SUPPLIED MATERIAL START
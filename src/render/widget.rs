//! Sidebar widget bound to one relation

use serde::{Deserialize, Serialize};
use crate::content::RecordId;
use crate::relation::RelationDefinition;
use crate::Result;
use super::html::{escape, strip_tags};
use super::{link_list, ListRenderer};

/// What the front end is currently showing
#[derive(Debug, Clone, Copy, Default, PartialEq, Eq)]
pub struct PageContext {
    /// A single-record view (as opposed to an archive or listing)
    pub singular: bool,
    pub record_id: Option<RecordId>,
}

impl PageContext {
    pub fn single(record_id: RecordId) -> Self {
        Self {
            singular: true,
            record_id: Some(record_id),
        }
    }

    pub fn listing() -> Self {
        Self::default()
    }
}

/// Theme-provided markup wrapped around every widget
#[derive(Debug, Clone, PartialEq, Eq, Serialize, Deserialize)]
pub struct WidgetChrome {
    pub before_widget: String,
    pub after_widget: String,
    pub before_title: String,
    pub after_title: String,
}

impl Default for WidgetChrome {
    fn default() -> Self {
        Self {
            before_widget: r#"<section class="widget referenceslist_widget">"#.to_string(),
            after_widget: "</section>".to_string(),
            before_title: r#"<h2 class="widget-title">"#.to_string(),
            after_title: "</h2>".to_string(),
        }
    }
}

/// Saved settings of one widget instance
#[derive(Debug, Clone, Default, PartialEq, Eq, Serialize, Deserialize)]
pub struct WidgetInstance {
    #[serde(default)]
    pub title: String,
    /// Free text shown above the list
    #[serde(default)]
    pub message: String,
    /// Selected relation as its meta key, `_ref_<key>`
    #[serde(default, rename = "ref")]
    pub ref_field: String,
}

impl WidgetInstance {
    /// Sanitize submitted settings; markup is stripped from every field
    pub fn update(submitted: &WidgetInstance) -> Self {
        Self {
            title: strip_tags(&submitted.title),
            message: strip_tags(&submitted.message),
            ref_field: strip_tags(&submitted.ref_field),
        }
    }

    /// Front-end output, or `None` when the widget has nothing to show
    pub fn render(
        &self,
        renderer: &ListRenderer<'_>,
        page: PageContext,
        chrome: &WidgetChrome,
    ) -> Result<Option<String>> {
        if !page.singular {
            return Ok(None);
        }
        let Some(record_id) = page.record_id else {
            return Ok(None);
        };
        let host = renderer.attachments().registry().config().host();
        let Some(record) = host.get_record(record_id)? else {
            return Ok(None);
        };

        let definitions = renderer.attachments().registry().for_type(&record.record_type)?;
        let Some(def) = definitions.into_iter().find(|d| d.meta_key() == self.ref_field) else {
            tracing::debug!(
                "Widget relation {} does not apply to type {}",
                self.ref_field,
                record.record_type
            );
            return Ok(None);
        };

        let ids = renderer.attachments().get(record_id, &def.key)?;
        let items = renderer.items(&def.key, &ids)?;
        if items.is_empty() {
            return Ok(None);
        }

        let mut html = String::new();
        html.push_str(&chrome.before_widget);
        if !self.title.is_empty() {
            html.push_str(&chrome.before_title);
            html.push_str(&escape(&self.title));
            html.push_str(&chrome.after_title);
        }
        html.push_str(&escape(&self.message));
        html.push_str(&renderer.hooks().filter_output(&def.key, link_list(None, &items)));
        html.push_str(&chrome.after_widget);
        Ok(Some(html))
    }

    /// Back-end settings form for this instance
    pub fn form_html(&self, definitions: &[RelationDefinition]) -> String {
        if definitions.is_empty() {
            return String::from(
                r#"You should create record(s) on <a href="/admin/references">References settings page</a> first."#,
            );
        }

        let mut selector = String::new();
        for def in definitions {
            let value = def.meta_key();
            let mark = if value == self.ref_field { " selected" } else { "" };
            selector.push_str(&format!(
                r#"<option{} value="{}">{} ({})</option>"#,
                mark,
                escape(&value),
                escape(&def.title),
                escape(def.key.as_str())
            ));
        }

        format!(
            concat!(
                r#"<p><label for="widget-title">Title:</label>"#,
                r#"<input class="widefat" id="widget-title" name="title" type="text" value="{}" /></p>"#,
                r#"<p><label for="widget-message">Description</label>"#,
                r#"<textarea class="widefat" rows="16" cols="20" id="widget-message" name="message">{}</textarea></p>"#,
                r#"<p><label for="widget-ref">References</label>"#,
                r#"<select class="widefat" id="widget-ref" name="ref">{}</select></p>"#,
            ),
            escape(&self.title),
            escape(&self.message),
            selector
        )
    }
}

#[cfg(test)]
mod tests {
    use super::*;
    use crate::attachment::AttachmentStore;
    use crate::registry::RelationRegistry;
    use crate::render::tests::site;
    use crate::render::{NoHooks, Permalinks};

    fn instance(ref_field: &str) -> WidgetInstance {
        WidgetInstance {
            title: "See also".into(),
            message: "Picked by the editors".into(),
            ref_field: ref_field.into(),
        }
    }

    #[test]
    fn test_update_strips_markup() {
        let cleaned = WidgetInstance::update(&WidgetInstance {
            title: "<b>Hot</b> links".into(),
            message: "<script>x</script>Read".into(),
            ref_field: "_ref_related".into(),
        });
        assert_eq!(cleaned.title, "Hot links");
        assert_eq!(cleaned.message, "xRead");
        assert_eq!(cleaned.ref_field, "_ref_related");
    }

    #[test]
    fn test_render_on_single_view() {
        let s = site();
        AttachmentStore::open(&s.store).set(s.article, "related", vec![s.news[1]]).unwrap();
        let renderer = ListRenderer::new(&s.store, Permalinks::new("http://x"), &NoHooks);
        let chrome = WidgetChrome {
            before_widget: "<aside>".into(),
            after_widget: "</aside>".into(),
            before_title: "<h3>".into(),
            after_title: "</h3>".into(),
        };

        let html = instance("_ref_related")
            .render(&renderer, PageContext::single(s.article), &chrome)
            .unwrap()
            .unwrap();
        assert_eq!(
            html,
            format!(
                r#"<aside><h3>See also</h3>Picked by the editors<ul><li><a href="http://x/records/{}">Second</a></li></ul></aside>"#,
                s.news[1]
            )
        );
    }

    #[test]
    fn test_render_nothing_cases() {
        let s = site();
        AttachmentStore::open(&s.store).set(s.article, "related", vec![s.news[2]]).unwrap();
        let renderer = ListRenderer::new(&s.store, Permalinks::new("http://x"), &NoHooks);
        let chrome = WidgetChrome::default();

        // Not a single-record view
        assert!(instance("_ref_related").render(&renderer, PageContext::listing(), &chrome).unwrap().is_none());
        // Only an unpublished target
        assert!(instance("_ref_related").render(&renderer, PageContext::single(s.article), &chrome).unwrap().is_none());
        // Nothing attached
        assert!(instance("_ref_sources").render(&renderer, PageContext::single(s.article), &chrome).unwrap().is_none());
        // Relation does not apply to the record's type
        assert!(instance("_ref_related").render(&renderer, PageContext::single(s.news[0]), &chrome).unwrap().is_none());
        // Unknown relation
        assert!(instance("_ref_nope").render(&renderer, PageContext::single(s.article), &chrome).unwrap().is_none());
    }

    #[test]
    fn test_form_html() {
        let s = site();
        let defs = RelationRegistry::open(&s.store).for_type("article").unwrap();

        let html = instance("_ref_sources").form_html(&defs);
        assert!(html.contains(r#"<option value="_ref_related">Related (related)</option>"#));
        assert!(html.contains(r#"<option selected value="_ref_sources">Sources (sources)</option>"#));
        assert!(html.contains(r#"value="See also""#));

        assert!(WidgetInstance::default().form_html(&[]).contains("References settings page"));
    }
}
SUPPLIED MATERIAL END
Without omission, retype the full listing shown above.

filename src/render/widget.rs
//! Sidebar widget bound to one relation

use serde::{Deserialize, Serialize};
use crate::content::RecordId;
use crate::relation::RelationDefinition;
use crate::Result;
use super::html::{escape, strip_tags};
use super::{link_list, ListRenderer};

/// What the front end is currently showing
#[derive(Debug, Clone, Copy, Default, PartialEq, Eq)]
pub struct PageContext {
    /// A single-record view (as opposed to an archive or listing)
    pub singular: bool,
    pub record_id: Option<RecordId>,
}

impl PageContext {
    pub fn single(record_id: RecordId) -> Self {
        Self {
            singular: true,
            record_id: Some(record_id),
        }
    }

    pub fn listing() -> Self {
        Self::default()
    }
}

/// Theme-provided markup wrapped around every widget
#[derive(Debug, Clone, PartialEq, Eq, Serialize, Deserialize)]
pub struct WidgetChrome {
    pub before_widget: String,
    pub after_widget: String,
    pub before_title: String,
    pub after_title: String,
}

impl Default for WidgetChrome {
    fn default() -> Self {
        Self {
            before_widget: r#"<section class="widget referenceslist_widget">"#.to_string(),
            after_widget: "</section>".to_string(),
            before_title: r#"<h2 class="widget-title">"#.to_string(),
            after_title: "</h2>".to_string(),
        }
    }
}

/// Saved settings of one widget instance
#[derive(Debug, Clone, Default, PartialEq, Eq, Serialize, Deserialize)]
pub struct WidgetInstance {
    #[serde(default)]
    pub title: String,
    /// Free text shown above the list
    #[serde(default)]
    pub message: String,
    /// Selected relation as its meta key, `_ref_<key>`
    #[serde(default, rename = "ref")]
    pub ref_field: String,
}

impl WidgetInstance {
    /// Sanitize submitted settings; markup is stripped from every field
    pub fn update(submitted: &WidgetInstance) -> Self {
        Self {
            title: strip_tags(&submitted.title),
            message: strip_tags(&submitted.message),
            ref_field: strip_tags(&submitted.ref_field),
        }
    }

    /// Front-end output, or `None` when the widget has nothing to show
    pub fn render(
        &self,
        renderer: &ListRenderer<'_>,
        page: PageContext,
        chrome: &WidgetChrome,
    ) -> Result<Option<String>> {
        if !page.singular {
            return Ok(None);
        }
        let Some(record_id) = page.record_id else {
            return Ok(None);
        };
        let host = renderer.attachments().registry().config().host();
        let Some(record) = host.get_record(record_id)? else {
            return Ok(None);
        };

        let definitions = renderer.attachments().registry().for_type(&record.record_type)?;
        let Some(def) = definitions.into_iter().find(|d| d.meta_key() == self.ref_field) else {
            tracing::debug!(
                "Widget relation {} does not apply to type {}",
                self.ref_field,
                record.record_type
            );
            return Ok(None);
        };

        let ids = renderer.attachments().get(record_id, &def.key)?;
        let items = renderer.items(&def.key, &ids)?;
        if items.is_empty() {
            return Ok(None);
        }

        let mut html = String::new();
        html.push_str(&chrome.before_widget);
        if !self.title.is_empty() {
            html.push_str(&chrome.before_title);
            html.push_str(&escape(&self.title));
            html.push_str(&chrome.after_title);
        }
        html.push_str(&escape(&self.message));
        html.push_str(&renderer.hooks().filter_output(&def.key, link_list(None, &items)));
        html.push_str(&chrome.after_widget);
        Ok(Some(html))
    }

    /// Back-end settings form for this instance
    pub fn form_html(&self, definitions: &[RelationDefinition]) -> String {
        if definitions.is_empty() {
            return String::from(
                r#"You should create record(s) on <a href="/admin/references">References settings page</a> first."#,
            );
        }

        let mut selector = String::new();
        for def in definitions {
            let value = def.meta_key();
            let mark = if value == self.ref_field { " selected" } else { "" };
            selector.push_str(&format!(
                r#"<option{} value="{}">{} ({})</option>"#,
                mark,
                escape(&value),
                escape(&def.title),
                escape(def.key.as_str())
            ));
        }

        format!(
            concat!(
                r#"<p><label for="widget-title">Title:</label>"#,
                r#"<input class="widefat" id="widget-title" name="title" type="text" value="{}" /></p>"#,
                r#"<p><label for="widget-message">Description</label>"#,
                r#"<textarea class="widefat" rows="16" cols="20" id="widget-message" name="message">{}</textarea></p>"#,
                r#"<p><label for="widget-ref">References</label>"#,
                r#"<select class="widefat" id="widget-ref" name="ref">{}</select></p>"#,
            ),
            escape(&self.title),
            escape(&self.message),
            selector
        )
    }
}

#[cfg(test)]
mod tests {
    use super::*;
    use crate::attachment::AttachmentStore;
    use crate::registry::RelationRegistry;
    use crate::render::tests::site;
    use crate::render::{NoHooks, Permalinks};

    fn instance(ref_field: &str) -> WidgetInstance {
        WidgetInstance {
            title: "See also".into(),
            message: "Picked by the editors".into(),
            ref_field: ref_field.into(),
        }
    }

    #[test]
    fn test_update_strips_markup() {
        let cleaned = WidgetInstance::update(&WidgetInstance {
            title: "<b>Hot</b> links".into(),
            message: "<script>x</script>Read".into(),
            ref_field: "_ref_related".into(),
        });
        assert_eq!(cleaned.title, "Hot links");
        assert_eq!(cleaned.message, "xRead");
        assert_eq!(cleaned.ref_field, "_ref_related");
    }

    #[test]
    fn test_render_on_single_view() {
        let s = site();
        AttachmentStore::open(&s.store).set(s.article, "related", vec![s.news[1]]).unwrap();
        let renderer = ListRenderer::new(&s.store, Permalinks::new("http://x"), &NoHooks);
        let chrome = WidgetChrome {
            before_widget: "<aside>".into(),
            after_widget: "</aside>".into(),
            before_title: "<h3>".into(),
            after_title: "</h3>".into(),
        };

        let html = instance("_ref_related")
            .render(&renderer, PageContext::single(s.article), &chrome)
            .unwrap()
            .unwrap();
        assert_eq!(
            html,
            format!(
                r#"<aside><h3>See also</h3>Picked by the editors<ul><li><a href="http://x/records/{}">Second</a></li></ul></aside>"#,
                s.news[1]
            )
        );
    }

    #[test]
    fn test_render_nothing_cases() {
        let s = site();
        AttachmentStore::open(&s.store).set(s.article, "related", vec![s.news[2]]).unwrap();
        let renderer = ListRenderer::new(&s.store, Permalinks::new("http://x"), &NoHooks);
        let chrome = WidgetChrome::default();

        // Not a single-record view
        assert!(instance("_ref_related").render(&renderer, PageContext::listing(), &chrome).unwrap().is_none());
        // Only an unpublished target
        assert!(instance("_ref_related").render(&renderer, PageContext::single(s.article), &chrome).unwrap().is_none());
        // Nothing attached
        assert!(instance("_ref_sources").render(&renderer, PageContext::single(s.article), &chrome).unwrap().is_none());
        // Relation does not apply to the record's type
        assert!(instance("_ref_related").render(&renderer, PageContext::single(s.news[0]), &chrome).unwrap().is_none());
        // Unknown relation
        assert!(instance("_ref_nope").render(&renderer, PageContext::single(s.article), &chrome).unwrap().is_none());
    }

    #[test]
    fn test_form_html() {
        let s = site();
        let defs = RelationRegistry::open(&s.store).for_type("article").unwrap();

        let html = instance("_ref_sources").form_html(&defs);
        assert!(html.contains(r#"<option value="_ref_related">Related (related)</option>"#));
        assert!(html.contains(r#"<option selected value="_ref_sources">Sources (sources)</option>"#));
        assert!(html.contains(r#"value="See also""#));

        assert!(WidgetInstance::default().form_html(&[]).contains("References settings page"));
    }
}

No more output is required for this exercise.